Analyzing anonymous user experiments
In the field of A/B testing, it is common to assign unauthenticated users to experiments using anonymous identifiers such as Cookie IDs. However, it is necessary to link these assignments to user-level events in order to calculate metrics for these unauthenticated users. In some cases, certain events may have an associated User ID, while others may not, due to users transitioning between authenticated and unauthenticated states.
For instance, consider a typical E-commerce company that maintains a table of events tracking user clicks and their progress through the purchase funnel (e.g., add-to-cart, checkout, and purchase events). Prior to making their first purchase and authenticating, any events generated by a user will not be associated with a User ID. Once the user authenticates, their events can be linked to a User ID as long as they remain logged in. However, if the user logs out, subsequent events will not be associated with a User ID until they authenticate again. This situation can result in time periods where important events are not linked to a User ID.
To address this issue, attribution models can be developed within the transformation layer of the data warehouse. Although these models may vary, a common approach is to assume that the association between a cookie and a specific user remains valid until proven otherwise. Specifically, once an association between an Anonymous ID and a User ID is established using data collected post-authentication, all events prior to that authentication moment can be assumed to have been performed by the same user. This relationship remains valid until the Anonymous ID is associated with a new User ID in the data. At that point, the observed relationship between the Anonymous ID and User ID can be assumed until another relationship is identified.
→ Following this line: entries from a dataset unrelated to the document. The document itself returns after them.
// Max-priority binary heap used as the planner's frontier
//
// Tie handling is part of the contract: sift-up stops on equal priorities,
// sift-down keeps swapping on equal priorities and prefers the right child
// when both children tie. Changing either changes which of several
// equal-priority search nodes is expanded first.

use crate::error::AgentError;

/// A value together with the priority it was inserted under
#[derive(Debug, Clone, PartialEq)]
pub struct HeapEntry<T, P> {
    pub value: T,
    pub priority: P,
}

/// Max-heap over (value, priority) pairs
#[derive(Debug, Clone)]
pub struct PriorityQueue<T, P> {
    heap: Vec<HeapEntry<T, P>>,
}

impl<T, P: PartialOrd> PriorityQueue<T, P> {
    pub fn new() -> Self {
        PriorityQueue { heap: Vec::new() }
    }

    /// Number of entries currently held
    pub fn heap_size(&self) -> usize {
        self.heap.len()
    }

    pub fn is_empty(&self) -> bool {
        self.heap.is_empty()
    }

    /// Appends the entry and sifts it up past strictly lower-priority parents
    pub fn insert(&mut self, value: T, priority: P) {
        self.heap.push(HeapEntry { value, priority });

        let mut current = self.heap.len() - 1;
        while current > 0 {
            let parent = (current - 1) / 2;
            if self.heap[current].priority > self.heap[parent].priority {
                self.heap.swap(current, parent);
                current = parent;
            } else {
                break;
            }
        }
    }

    /// Removes and returns the highest-priority entry
    pub fn remove(&mut self) -> Result<HeapEntry<T, P>, AgentError> {
        match self.heap.len() {
            0 => Err(AgentError::EmptyHeap),
            1 | 2 => Ok(self.heap.swap_remove(0)),
            _ => {
                let removed = self.heap.swap_remove(0);
                self.sift_down();
                Ok(removed)
            }
        }
    }

    fn sift_down(&mut self) {
        let len = self.heap.len();
        let mut current = 0;

        loop {
            let left = 2 * current + 1;
            let right = left + 1;
            let max_child =
                if right < len && self.heap[right].priority >= self.heap[left].priority {
                    right
                } else {
                    left
                };

            if max_child < len && self.heap[max_child].priority >= self.heap[current].priority {
                self.heap.swap(current, max_child);
                current = max_child;
            } else {
                break;
            }
        }
    }
}

impl<T, P: PartialOrd> Default for PriorityQueue<T, P> {
    fn default() -> Self {
        Self::new()
    }
}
By performing a small amount of data transformation within the data warehouse and a few minutes of setup within Eppo, you can analyze these types of anonymized user experiments effectively in Eppo.
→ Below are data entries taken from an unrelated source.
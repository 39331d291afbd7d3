// Best-first search over hypothetical future states
//
// Nodes are valued by distance-to-food per step of depth, so shallow nodes
// close to the food are expanded first. The search ends when a node sits on
// the food or the expansion cap is exceeded; either way the first action of
// that node's path is played.
//
// Deduplication is keyed on the head cell only. Two states with the same head
// and different trailing bodies are treated as one, which prunes some valid
// alternate paths; this approximation keeps the visited set small.

use log::{debug, error, warn};
use std::collections::HashSet;

use crate::agents::Agent;
use crate::config::PlanningConfig;
use crate::error::AgentError;
use crate::evaluation::{distance_to_food, is_dead, legal_actions};
use crate::priority_queue::PriorityQueue;
use crate::types::{ActionMap, Cell, StateSnapshot};

/// Snapshot plus the actions that led to it from the root
#[derive(Debug, Clone)]
struct SearchNode<'a> {
    state: StateSnapshot,
    path: Vec<&'a str>,
    distance: i32,
}

impl<'a> SearchNode<'a> {
    /// Higher is better: negated distance per step of depth
    fn priority(&self) -> f64 {
        -(self.distance as f64 / (self.path.len() + 1) as f64)
    }
}

/// Counters from one planning call
#[derive(Debug, Clone, Default, PartialEq, Eq)]
pub struct PlanStats {
    pub expansions: usize,
    pub frontier_peak: usize,
    pub visited: usize,
    pub path_len: usize,
    pub reached_food: bool,
    pub exhausted: bool,
}

/// Result of one planning call
#[derive(Debug, Clone, PartialEq, Eq)]
pub struct Plan {
    /// First action of the chosen path; `None` if the path is empty
    pub first_action: Option<String>,
    pub stats: PlanStats,
}

/// Best-first planner
pub struct PlanningAgent {
    actions: ActionMap,
    config: PlanningConfig,
    last_stats: Option<PlanStats>,
}

impl PlanningAgent {
    pub fn new(actions: ActionMap, config: PlanningConfig) -> Self {
        PlanningAgent {
            actions,
            config,
            last_stats: None,
        }
    }

    /// Counters from the most recent `best_action` call
    pub fn last_stats(&self) -> Option<&PlanStats> {
        self.last_stats.as_ref()
    }

    /// Runs the search from `state`
    ///
    /// `depth` is a lookahead hint only; the expansion cap is what bounds the
    /// search.
    pub fn plan(&self, state: &StateSnapshot, depth: usize) -> Result<Plan, AgentError> {
        debug!(
            "Planning from head {:?} to food {:?} (depth hint {}, expansion cap {})",
            state.head(),
            state.food,
            depth,
            self.config.max_expansions
        );

        let root = SearchNode {
            state: state.clone(),
            path: Vec::new(),
            distance: distance_to_food(state),
        };

        let mut frontier = PriorityQueue::new();
        let mut seen: HashSet<Cell> = HashSet::new();
        let mut stats = PlanStats::default();
        let mut last_node: Option<SearchNode> = None;

        let root_priority = root.priority();
        frontier.insert(root, root_priority);
        stats.frontier_peak = 1;

        while frontier.heap_size() > 0 {
            let node = frontier.remove()?.value;
            seen.insert(node.state.head());
            stats.expansions += 1;

            if node.distance == 0 || stats.expansions > self.config.max_expansions {
                stats.reached_food = node.distance == 0;
                stats.visited = seen.len();
                stats.path_len = node.path.len();
                debug!(
                    "Search finished after {} expansions (path length {}, reached food: {})",
                    stats.expansions, stats.path_len, stats.reached_food
                );
                if stats.expansions > self.config.verbose_expansion_threshold {
                    debug!("Visited heads: {:?}", seen);
                }
                return Ok(Plan {
                    first_action: node.path.first().map(|a| a.to_string()),
                    stats,
                });
            }

            for name in legal_actions(&self.actions, &node.state) {
                let vector = self
                    .actions
                    .get(name)
                    .ok_or_else(|| AgentError::UnknownAction(name.to_string()))?;
                let next = node.state.advance(vector);

                if is_dead(&next) || seen.contains(&next.head()) {
                    continue;
                }

                // Marked on generation so the same head is never queued twice
                seen.insert(next.head());

                let mut path = node.path.clone();
                path.push(name);
                let child = SearchNode {
                    distance: distance_to_food(&next),
                    state: next,
                    path,
                };
                let priority = child.priority();
                frontier.insert(child, priority);
            }

            stats.frontier_peak = stats.frontier_peak.max(frontier.heap_size());
            last_node = Some(node);
        }

        stats.exhausted = true;
        stats.visited = seen.len();
        stats.path_len = last_node.as_ref().map_or(0, |n| n.path.len());
        debug!(
            "Frontier exhausted after {} expansions, falling back to last expanded node",
            stats.expansions
        );

        Ok(Plan {
            first_action: last_node
                .and_then(|n| n.path.first().map(|a| a.to_string())),
            stats,
        })
    }

    /// Action continuing the current heading, if one exists
    fn hold_heading(&self, state: &StateSnapshot) -> Option<String> {
        self.actions
            .name_of(state.heading())
            .map(|name| name.to_string())
    }
}

impl Agent for PlanningAgent {
    fn name(&self) -> &'static str {
        "planning"
    }

    fn best_action(&mut self, state: &StateSnapshot) -> Option<String> {
        match self.plan(state, self.config.depth) {
            Ok(plan) => {
                self.last_stats = Some(plan.stats);
                plan.first_action.or_else(|| {
                    let held = self.hold_heading(state);
                    warn!("Search produced an empty path, holding heading ({:?})", held);
                    held
                })
            }
            Err(e) => {
                error!("Planning failed: {}", e);
                self.last_stats = None;
                None
            }
        }
    }
}
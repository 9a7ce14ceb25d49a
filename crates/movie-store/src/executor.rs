//! Async SQLite executor using a dedicated background thread.
//!
//! All statements run on one thread owned by `tokio-rusqlite` and are
//! executed in FIFO order, so a read issued after a write has returned
//! always observes that write.
//!
//! Only SQL and row mapping belong inside [`AsyncDatabase::call`]. Domain
//! mapping and logging of results happen on the caller's side.

use crate::{migrations, StoreError, StoreResult};
use std::path::Path;
use tokio_rusqlite::Connection;
use tracing::{debug, info};

fn from_tokio_rusqlite(e: tokio_rusqlite::Error) -> StoreError {
    match e {
        tokio_rusqlite::Error::Rusqlite(e) => StoreError::Sqlite(e),
        tokio_rusqlite::Error::Close(_) => StoreError::Connection("Connection closed".to_string()),
        other => StoreError::Connection(other.to_string()),
    }
}

/// Async SQLite database with a dedicated executor thread.
#[derive(Clone)]
pub struct AsyncDatabase {
    conn: Connection,
    path: String,
}

impl AsyncDatabase {
    /// Opens (creating if needed) a database file, enables WAL and migrates it.
    pub async fn open(path: &Path) -> StoreResult<Self> {
        if let Some(parent) = path.parent() {
            if !parent.as_os_str().is_empty() {
                std::fs::create_dir_all(parent)?;
            }
        }

        let path_str = path.to_string_lossy().to_string();
        info!(path = %path_str, "Opening movie database");

        let conn = Connection::open(path)
            .await
            .map_err(|e| StoreError::Connection(e.to_string()))?;

        conn.call(|conn| {
            conn.execute_batch(
                "
                PRAGMA journal_mode = WAL;
                PRAGMA synchronous = NORMAL;
                PRAGMA temp_store = MEMORY;
                PRAGMA busy_timeout = 5000;
                ",
            )?;
            Ok(())
        })
        .await
        .map_err(from_tokio_rusqlite)?;

        let db = Self {
            conn,
            path: path_str,
        };
        db.call(migrations::run_migrations).await?;

        info!(path = %db.path, "Movie database initialized with WAL mode");
        Ok(db)
    }

    /// Opens a migrated in-memory database. Used by tests and dry runs.
    pub async fn in_memory() -> StoreResult<Self> {
        let conn = Connection::open_in_memory()
            .await
            .map_err(|e| StoreError::Connection(e.to_string()))?;

        let db = Self {
            conn,
            path: ":memory:".to_string(),
        };
        db.call(migrations::run_migrations).await?;
        debug!("In-memory movie database initialized");
        Ok(db)
    }

    /// Executes a closure on the database thread.
    ///
    /// The caller's task is parked, not blocked, until the result is ready.
    pub async fn call<F, T>(&self, f: F) -> StoreResult<T>
    where
        F: FnOnce(&rusqlite::Connection) -> StoreResult<T> + Send + 'static,
        T: Send + 'static,
    {
        // Our own result rides inside tokio-rusqlite's Ok so both error
        // types survive the trip.
        let outer_result = self.conn.call(move |conn| Ok(f(conn))).await;

        match outer_result {
            Ok(inner) => inner,
            Err(e) => Err(from_tokio_rusqlite(e)),
        }
    }

    /// Executes a closure that only produces rusqlite errors.
    pub async fn call_sqlite<F, T>(&self, f: F) -> StoreResult<T>
    where
        F: FnOnce(&rusqlite::Connection) -> rusqlite::Result<T> + Send + 'static,
        T: Send + 'static,
    {
        self.conn
            .call(move |conn| Ok(f(conn)?))
            .await
            .map_err(from_tokio_rusqlite)
    }

    /// The database file path (`:memory:` for in-memory databases).
    pub fn path(&self) -> &str {
        &self.path
    }

    pub async fn health_check(&self) -> StoreResult<()> {
        self.call_sqlite(|conn| conn.execute_batch("SELECT 1")).await?;
        debug!("Database health check passed");
        Ok(())
    }

    /// Waits for pending statements, then shuts the executor thread down.
    pub async fn close(self) -> StoreResult<()> {
        self.conn
            .close()
            .await
            .map_err(|e| StoreError::Connection(format!("Failed to close database: {:?}", e)))?;
        info!(path = %self.path, "Database closed");
        Ok(())
    }
}
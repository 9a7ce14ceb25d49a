//! Incremental pagination over a fetch/save pair.
//!
//! - [`state`] - `LoadMoreState` published to observers and `PageRequest` outcomes
//! - [`handler`] - `NextPageHandler`, the page cursor state machine

mod handler;
mod state;

pub use handler::{NextPageHandler, FIRST_PAGE};
pub use state::{LoadMoreState, PageRequest};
To build an anonymous visitor-to-user attribution model, begin with a table similar to the one described above. From this table, build a model that identifies the minimum and maximum time in which an Anonymous ID was associated with a specific User ID. A template query to do this can be viewed below.
users_lag as (
, lag(user_id) OVER (PARTITION BY anonymous_id ORDER BY ts) as last_user_id
, lag(ts) OVER (PARTITION BY anonymous_id ORDER BY ts) as last_ts
, lead(ts) OVER (PARTITION BY anonymous_id ORDER BY ts) as next_ts
, user_switch as (
, SUM(IF(last_user_id != user_id, 1, 0)) OVER (PARTITION BY anonymous_id ORDER BY ts) as cumulative_switch
, user_login_windows_collapsed as (
, LOGICAL_OR(last_ts IS NULL) as is_first
, LOGICAL_OR(next_ts IS NULL) as is_last
, min(ts) as ts_min
, max(next_ts) as ts_max
group by 1,2,3
, IF(is_first, TIMESTAMP("0001-01-01 00:00:00"), ts_min) as ts_start_window
, IF(is_last, TIMESTAMP("9999-12-31 23:59:59"), ts_max) as ts_end_window
order by anonymous_id, ts_min;
For the first identified relationship between an Anonymous ID and a User ID, a timestamp infinitely far into the past is used for the
ts_start_window in order to provide an inferred User ID for events prior to a user’s first moment of authentication. Similarly, for the last identified relationship between an Anonymous ID and a User ID, a timestamp far into the future is used for the
ts_end_window column to ensure that any events created in an unauthenticated state will have an inferred User ID. This association will be used for all unauthenticated events until a new relationship for any given Anonymous ID and User ID is identified. At this point, a new
ts_start_window is defined for the given Anonymous ID.
Once this model is built, it can be joined to any fact table within the data warehouse. It should be joined onto these fact tables by User ID wherever a fact event’s timestamp is between a given user’s
ts_end_window. By doing this, all fact tables at the user level can now have an inferred Anonymous ID. This inferred Anonymous ID can then be used by Eppo to link Assignment SQL definitions at the Anonymous ID level to these fact tables.
from fact_table as facts
left join anon_visitor_to_user_mapping as mapping
on facts.user_id = mapping.user_id
and facts.ts between mapping.ts_start_window and mapping.ts_end_window
Within Eppo, first create an ‘anonymous’ entity. Feel free to give it whatever name makes the most sense for the organization. This entity will be used to organize both the Assignment SQL definition and the Fact SQL together.
Once this entity is created, create an Assignment SQL definition and link it to the anonymous entity. Be sure to use the anonymous identifier (such as cookie id) for the
Experiment Subjects column. This anonymous identifier will be used by Eppo to link your Assignment SQL definition to your Fact SQL definition.
Finally, create a Fact SQL definition that utilizes the anonymous visitor-to-user model described previously to infer an anonymous idea for the user-level fact table. Be sure to specify the anonymous entity as the
Entity and use the anonymous identifier from the anonymous visitor-to-user model for the
Enity ID column.
With this setup, all metrics derived from this fact will successfully link back to assignments with Anonymous IDs. Follow the same pattern described above for other facts associated with metrics that need to be added to the metric repository.